Die Karl May-Filme der 60er Jahre, in denen Lex Barker als Old Shatterhand und Pierre Brice als Winnetou gegen diverse Bösewichte kämpften, sind Klassiker des europäischen Kinos. Nun hat man sich erneut des Stoffes angenommen, dieses Mal allerdings fürs Fernsehen.
Erneut wählte man als Kulisse die Naturlandschaften Kroatiens, die einmal mehr als Wilder Westen herhalten muss. Geplant und produziert wurden insgesamt drei Filme mit den Titeln „Eine neue Welt“, „Das Geheimnis vom Silbersee“ und „Der letzte Kampf“. Die Neugierde war natürlich groß, was RTL aus dem Klassiker machen würde. Den Film „Eine neue Welt“ konnten wir nun vorab sichten.
Die Handlung spielt im Jahr 1860. Karl May reist in die USA, um dort am Bau der Eisenbahn mitzuwirken. Doch schnell muss er feststellen, dass sich seine romantischen Vorstellungen vom Wilden Westen mit der Realität nicht decken. Besonders schockiert ihn dabei, wie die weißen Siedler mit den Indianern umgehen. Nach einem Überfall von Apachen auf einen Vermessungstreck, wird Karl May schwer verwundet in die Siedlung der Indianer gebracht. Diese verleihen ihm den Namen Old Shatterhand, da er hervorragend boxen kann. Nachdem er von Winnetous Schwester Nscho-tschi gesund gepflegt wird, nimmt er gemeinsam mit Winnetou den Kampf gegen die Eisenbahnbauer auf.
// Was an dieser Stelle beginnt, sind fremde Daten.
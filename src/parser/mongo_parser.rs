//! Mongo Shell Parser
//!
//! Recursive-descent parser for the shell command subset:
//!
//! ```text
//! statement  := "db" collection call+ ";"*
//!             | "db" "." "getCollectionNames" "(" ")" ";"*
//! collection := "." ident
//!             | "." "getCollection" "(" string ")"
//!             | "[" string "]"
//! call       := "." ident "(" [value ("," value)* [","]] ")"
//! value      := object | array | string | number | true | false | null
//! ```
//!
//! Errors point at the innermost unclosed delimiter when input ends early.

use super::mongo_ast::*;
use super::mongo_lexer::{MongoLexer, MongoToken, MongoTokenKind};
use crate::error::{NlqError, ParseError, Result};

/// Deepest allowed delimiter nesting, the same bound MongoDB puts on documents
const MAX_DEPTH: usize = 100;

/// MongoDB Shell Parser
pub struct MongoParser {
    tokens: Vec<MongoToken>,
    pos: usize,
    /// Opening delimiters not yet closed, innermost last
    open: Vec<char>,
}

impl MongoParser {
    /// Create a new parser from input string
    pub fn new(input: &str) -> Self {
        let tokens = MongoLexer::tokenize(input);
        Self {
            tokens,
            pos: 0,
            open: Vec::new(),
        }
    }

    /// Parse a full shell statement
    pub fn parse(input: &str) -> Result<Statement> {
        let mut parser = Self::new(input);
        parser.parse_statement()
    }

    /// Parse a single literal value (used for standalone arguments)
    pub fn parse_value_str(input: &str) -> Result<Expr> {
        let mut parser = Self::new(input);
        let value = parser.parse_value()?;
        parser.expect_end()?;
        Ok(value)
    }

    /// Parse statement: db.<collection>.<call>(...)...
    fn parse_statement(&mut self) -> Result<Statement> {
        let start = self.current_pos();

        if !self.match_token(&MongoTokenKind::Db) {
            let found = self.current_kind().describe();
            return Err(ParseError::InvalidCommand(format!(
                "expected a command starting with 'db.', found '{found}'"
            ))
            .into());
        }

        let collection = if self.match_token(&MongoTokenKind::LBracket) {
            self.open.push('[');
            let name = self.expect_string("collection name")?;
            self.expect_closing(&MongoTokenKind::RBracket)?;
            name
        } else {
            if !self.match_token(&MongoTokenKind::Dot) {
                return Err(ParseError::InvalidCommand(
                    "expected '.' after 'db'".to_string(),
                )
                .into());
            }
            let name = match self.current_kind() {
                MongoTokenKind::Db => {
                    self.advance();
                    "db".to_string()
                }
                _ => self.expect_identifier("collection name")?,
            };

            match name.as_str() {
                "getCollectionNames" if self.check(&MongoTokenKind::LParen) => {
                    self.advance();
                    self.open.push('(');
                    self.expect_closing(&MongoTokenKind::RParen)?;
                    self.expect_end()?;
                    return Ok(Statement::ListCollections(start..self.previous_pos()));
                }
                "getCollection" if self.check(&MongoTokenKind::LParen) => {
                    self.advance();
                    self.open.push('(');
                    let name = self.expect_string("collection name")?;
                    self.expect_closing(&MongoTokenKind::RParen)?;
                    name
                }
                _ => name,
            }
        };

        let mut calls = Vec::new();
        while self.match_token(&MongoTokenKind::Dot) {
            calls.push(self.parse_call()?);
        }

        if calls.is_empty() {
            return Err(ParseError::InvalidCommand(format!(
                "db.{collection} must be followed by an operation call"
            ))
            .into());
        }

        self.expect_end()?;
        let end = self.previous_pos();
        Ok(Statement::Chain(ChainExpr::new(collection, calls, start..end)))
    }

    /// Parse one call: name(args), with the leading dot already consumed
    fn parse_call(&mut self) -> Result<CallExpr> {
        let start = self.current_pos();
        let name = self.expect_identifier("method name")?;

        if !self.match_token(&MongoTokenKind::LParen) {
            return Err(self.unexpected("("));
        }
        self.open.push('(');

        let mut arguments = Vec::new();
        loop {
            if self.check(&MongoTokenKind::RParen) {
                break;
            }
            arguments.push(self.parse_value()?);
            if !self.match_token(&MongoTokenKind::Comma) {
                break;
            }
        }

        self.expect_closing(&MongoTokenKind::RParen)?;
        let end = self.previous_pos();
        Ok(CallExpr::new(name, arguments, start..end))
    }

    /// Parse a literal value
    fn parse_value(&mut self) -> Result<Expr> {
        let start = self.current_pos();

        match self.current_kind().clone() {
            MongoTokenKind::String(s) => {
                self.advance();
                Ok(Expr::String(s))
            }
            MongoTokenKind::Number(n) => {
                self.advance();
                parse_number(&n)
            }
            MongoTokenKind::Ident(name) => match name.as_str() {
                "true" => {
                    self.advance();
                    Ok(Expr::Boolean(true))
                }
                "false" => {
                    self.advance();
                    Ok(Expr::Boolean(false))
                }
                "null" | "undefined" => {
                    self.advance();
                    Ok(Expr::Null)
                }
                _ => Err(ParseError::SyntaxError(format!(
                    "unsupported value '{name}': only literal objects, arrays, strings, numbers, booleans and null are accepted"
                ))
                .into()),
            },
            MongoTokenKind::LBrace => self.parse_object(start),
            MongoTokenKind::LBracket => self.parse_array(start),
            _ => Err(self.unexpected("a value")),
        }
    }

    /// Parse object literal: { key: value, ... }
    fn parse_object(&mut self, start: usize) -> Result<Expr> {
        self.enter('{')?;

        let mut properties = Vec::new();
        loop {
            if self.check(&MongoTokenKind::RBrace) {
                break;
            }

            let prop_start = self.current_pos();
            let key = self.parse_property_key()?;
            if !self.match_token(&MongoTokenKind::Colon) {
                return Err(self.unexpected(":"));
            }
            let value = self.parse_value()?;
            properties.push(Property::new(key, value, prop_start..self.previous_pos()));

            // Trailing comma allowed
            if !self.match_token(&MongoTokenKind::Comma) {
                break;
            }
        }

        self.expect_closing(&MongoTokenKind::RBrace)?;
        let end = self.previous_pos();
        Ok(Expr::Object(ObjectExpr::new(properties, start..end)))
    }

    /// Parse property key (identifier, string, or number)
    fn parse_property_key(&mut self) -> Result<PropertyKey> {
        let key = match self.current_kind() {
            MongoTokenKind::Ident(name) => PropertyKey::Ident(name.clone()),
            MongoTokenKind::Db => PropertyKey::Ident("db".to_string()),
            MongoTokenKind::String(s) => PropertyKey::String(s.clone()),
            MongoTokenKind::Number(n) => PropertyKey::Number(n.clone()),
            _ => return Err(self.unexpected("property key")),
        };
        self.advance();
        Ok(key)
    }

    /// Parse array literal: [elem1, elem2, ...]
    fn parse_array(&mut self, start: usize) -> Result<Expr> {
        self.enter('[')?;

        let mut elements = Vec::new();
        loop {
            if self.check(&MongoTokenKind::RBracket) {
                break;
            }
            elements.push(self.parse_value()?);
            if !self.match_token(&MongoTokenKind::Comma) {
                break;
            }
        }

        self.expect_closing(&MongoTokenKind::RBracket)?;
        let end = self.previous_pos();
        Ok(Expr::Array(ArrayExpr::new(elements, start..end)))
    }

    // Token manipulation methods

    /// Kind of the current token (EOF past the end)
    fn current_kind(&self) -> &MongoTokenKind {
        self.tokens
            .get(self.pos)
            .map(|t| &t.kind)
            .unwrap_or(&MongoTokenKind::EOF)
    }

    /// Check if current token matches the given kind
    fn check(&self, kind: &MongoTokenKind) -> bool {
        std::mem::discriminant(self.current_kind()) == std::mem::discriminant(kind)
    }

    /// Match and consume token if it matches the given kind
    fn match_token(&mut self, kind: &MongoTokenKind) -> bool {
        if self.check(kind) {
            self.advance();
            true
        } else {
            false
        }
    }

    /// Advance to next token
    fn advance(&mut self) {
        if self.pos < self.tokens.len() {
            self.pos += 1;
        }
    }

    /// Consume an opening delimiter, refusing to nest past [`MAX_DEPTH`]
    fn enter(&mut self, opener: char) -> Result<()> {
        if self.open.len() >= MAX_DEPTH {
            return Err(ParseError::SyntaxError(format!(
                "nesting deeper than {MAX_DEPTH} levels"
            ))
            .into());
        }
        self.advance();
        self.open.push(opener);
        Ok(())
    }

    /// Consume the closer for the innermost open delimiter
    fn expect_closing(&mut self, kind: &MongoTokenKind) -> Result<()> {
        if self.match_token(kind) {
            self.open.pop();
            Ok(())
        } else {
            Err(self.unexpected(&kind.describe()))
        }
    }

    /// Expect an identifier and return its name
    fn expect_identifier(&mut self, what: &str) -> Result<String> {
        match self.current_kind() {
            MongoTokenKind::Ident(name) => {
                let name = name.clone();
                self.advance();
                Ok(name)
            }
            _ => Err(self.unexpected(what)),
        }
    }

    /// Expect a string literal and return its value
    fn expect_string(&mut self, what: &str) -> Result<String> {
        match self.current_kind() {
            MongoTokenKind::String(s) => {
                let s = s.clone();
                self.advance();
                Ok(s)
            }
            _ => Err(self.unexpected(what)),
        }
    }

    /// Allow trailing semicolons, then require end of input
    fn expect_end(&mut self) -> Result<()> {
        while self.match_token(&MongoTokenKind::Semicolon) {}
        if self.check(&MongoTokenKind::EOF) {
            Ok(())
        } else {
            Err(self.unexpected("end of input"))
        }
    }

    /// Build the error for an unexpected current token
    fn unexpected(&self, expected: &str) -> NlqError {
        let error = match self.current_kind() {
            MongoTokenKind::Unterminated(quote) => ParseError::UnbalancedDelimiter(*quote),
            MongoTokenKind::EOF => match self.open.last() {
                Some(opener) => ParseError::UnbalancedDelimiter(*opener),
                None => ParseError::SyntaxError(format!("expected {expected}, found end of input")),
            },
            MongoTokenKind::RParen if self.open.last() != Some(&'(') => {
                ParseError::UnbalancedDelimiter(')')
            }
            MongoTokenKind::RBrace if self.open.last() != Some(&'{') => {
                ParseError::UnbalancedDelimiter('}')
            }
            MongoTokenKind::RBracket if self.open.last() != Some(&'[') => {
                ParseError::UnbalancedDelimiter(']')
            }
            other => ParseError::UnexpectedToken {
                expected: expected.to_string(),
                found: other.describe(),
            },
        };
        error.into()
    }

    /// Get current position
    fn current_pos(&self) -> usize {
        if let Some(token) = self.tokens.get(self.pos) {
            token.span.start
        } else if let Some(last) = self.tokens.last() {
            last.span.end
        } else {
            0
        }
    }

    /// Get previous position
    fn previous_pos(&self) -> usize {
        self.pos
            .checked_sub(1)
            .and_then(|i| self.tokens.get(i))
            .map(|t| t.span.end)
            .unwrap_or(0)
    }
}

/// Integers stay integers; anything with a fraction or exponent, or too
/// large for i64, becomes a float.
fn parse_number(text: &str) -> Result<Expr> {
    let is_float = text.contains(['.', 'e', 'E']);
    if !is_float && let Ok(n) = text.parse::<i64>() {
        return Ok(Expr::Integer(n));
    }
    text.parse::<f64>()
        .map(Expr::Float)
        .map_err(|_| ParseError::SyntaxError(format!("invalid number: {text}")).into())
}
Regisseur Philip Stölzl hatte großes vor, als er sich des Klassikers für eine Neuverfilmung annahm. Immerhin haben sich die Abenteuerfilme von Harald Reinl tief ins popkulturelle Bewusstsein Deutschlands eingegraben – und nicht weniger in die Geschichte des deutschen Films. Wer Old Shatterhand sagt, denkt zugleich an Sexy Lexy, und bei Winnetou ist es Pierre Brice, der aufgrund seiner Ähnlichkeit mit Alain Delon in Frankreich keine Karriere machen konnte.
Für Stölzl war es wohl klar, dass er Harald Reinls „Handschrift“ nicht imitieren wollte. So setzt er statt auf ein rasantes Voranschreiten der Handlung mehr auf eine epische Breite. Die einzelnen Szenen sind hierbei sehr sorgfältig konzipiert, und Stölzl zeigt, was in vielen deutschen Filmen fehlt: eine hervorragende Optik. Weite Landschaftsaufnahmen, wie es sich für einen Western gehört, wechseln sich ab mit eleganten Kamerafahrten. All das wird ergänzt durch eine schöne Farbgebung. Auch bei den Kostümen und den Masken hat man sich wirklich Mühe gegeben: so erkennt man Jürgen Vogel als brutalen Vorarbeiter Rattler kaum wieder.
Stölzl lässt sich mit der Entfaltung des Konflikts Zeit – und schafft dennoch keine Langeweile. Während in den Filmen der 60er Jahre ständig irgendetwas passierte, setzte der Regisseur des neuen Winnetou auf die oben genannte Optik. So ist der Film vor allem ein Fest fürs Auge. Dies allerdings auf Kosten der Action, denn diese ist, im Vergleich mit dem Original aus dem Jahr 1963, dann doch eher spärlich gesät.
Was die Schauspieler betrifft, so standen auch sie vor einer großen Aufgabe. Sowohl Wotan Milke Möhring als Old Shatterhand bzw. Karl May als auch Nik Xhelilaj als Winnetou verleihen den Figuren neues Leben. Während Xhelilaj auf den Spuren Pierre Brices wandelt, versucht sich Möhring in einer durchaus originellen Darstellung Old Shatterhands, indem er versucht, die Charakteristik eines deutschen Quasi-Auswanderers mit derjenigen eines klassischen Helden zu verbinden.
Winnetou 2016 ist für einen TV-Film erstklassig. Es ist schade, dass man sich nicht an einen Kinofilm herangewagt hat. Doch als Trost erklingt immerhin Martin Böttchers bekannte Winnetou-Melodie, wenn auch nur in Ansätzen. Aber zusammen mit den wunderbaren Aufnahmen erzeugt dies einen neuen Hang zum Abenteuer. Und das ist, was zählt.
Winnetou: Eine neue Welt. Regie: Philip Stölzl, Drehbuch: Jan Berger, Produktion: Christian Becker, Darsteller: Nik Xhelilaj, Wotan Milke Möhring, Iazua Larios, Jürgen Vogel, Milan Peschel, Oliver Masucci. Deutschland 2016, 117 Min.